Her posture returns to perfect, jaw tight in further scrutiny. "Why did you want this job?"

I rub my arms, considering my options. Out of every answer to this question I could give, I keep coming back to the truth. The truth sounds absolutely batshit, but we've opened up so far when I've chosen honesty. "I've always loved teaching and entertainment theory. This class was my first opportunity to really show people that I can do it, even after taking years off to be in Hollywood."

I study Maeve's facial expressions the way I'd study a scene partner. Her breath hitches, which causes a slight twitch in her chest. She eyes me, her gaze not quite scanning me so much as barreling into me, like there's more to the words I said. Then she slowly exhales, with an unmistakable snort.
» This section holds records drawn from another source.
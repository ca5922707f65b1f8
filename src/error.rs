//! Error types for GeoDetector.

use thiserror::Error;

/// Result type alias for GeoDetector operations.
pub type Result<T> = std::result::Result<T, GeoDetectorError>;

/// Errors that can occur in GeoDetector operations.
#[derive(Error, Debug)]
pub enum GeoDetectorError {
    /// A requested column is absent from the dataset.
    #[error("column '{0}' is not in the dataset")]
    MissingColumn(String),
    /// Invalid parameter value.
    #[error("Invalid parameter: {0}")]
    InvalidParameter(String),
    /// Row counts of two row-aligned inputs disagree.
    #[error("Length mismatch: expected {expected} rows, got {actual}")]
    LengthMismatch { expected: usize, actual: usize },
    /// The regressor has not been fitted yet.
    #[error("Regressor is not fitted yet")]
    NotFitted,
    /// A prediction row's covariate combination was never seen during fit.
    #[error("No fitted group for the covariate combination at row {row}")]
    UnseenCombination { row: usize },
    /// A pairwise q value matches none of the interaction-type bands.
    #[error("Interaction q value {q12} matches no interaction type for q1={q1}, q2={q2}")]
    UnclassifiableInteraction { q1: f64, q2: f64, q12: f64 },
    /// A serialization error.
    #[error("Serialization error: {0}")]
    SerializationError(String),
}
The whole thing is topped off by her crossing her arms, looking at me the way I was looking at those ridiculous students an hour ago.

"I see," she finally says. "We have midterms to plan tomorrow. Ty wanted you to come, but I told him you'd be busy."

"I'll be there," I say before she can say no.

She recrosses her legs one more time as I grab my bag and head to the door. She's mocking me. Still, I can't help but watch, acutely aware that she's watching me too.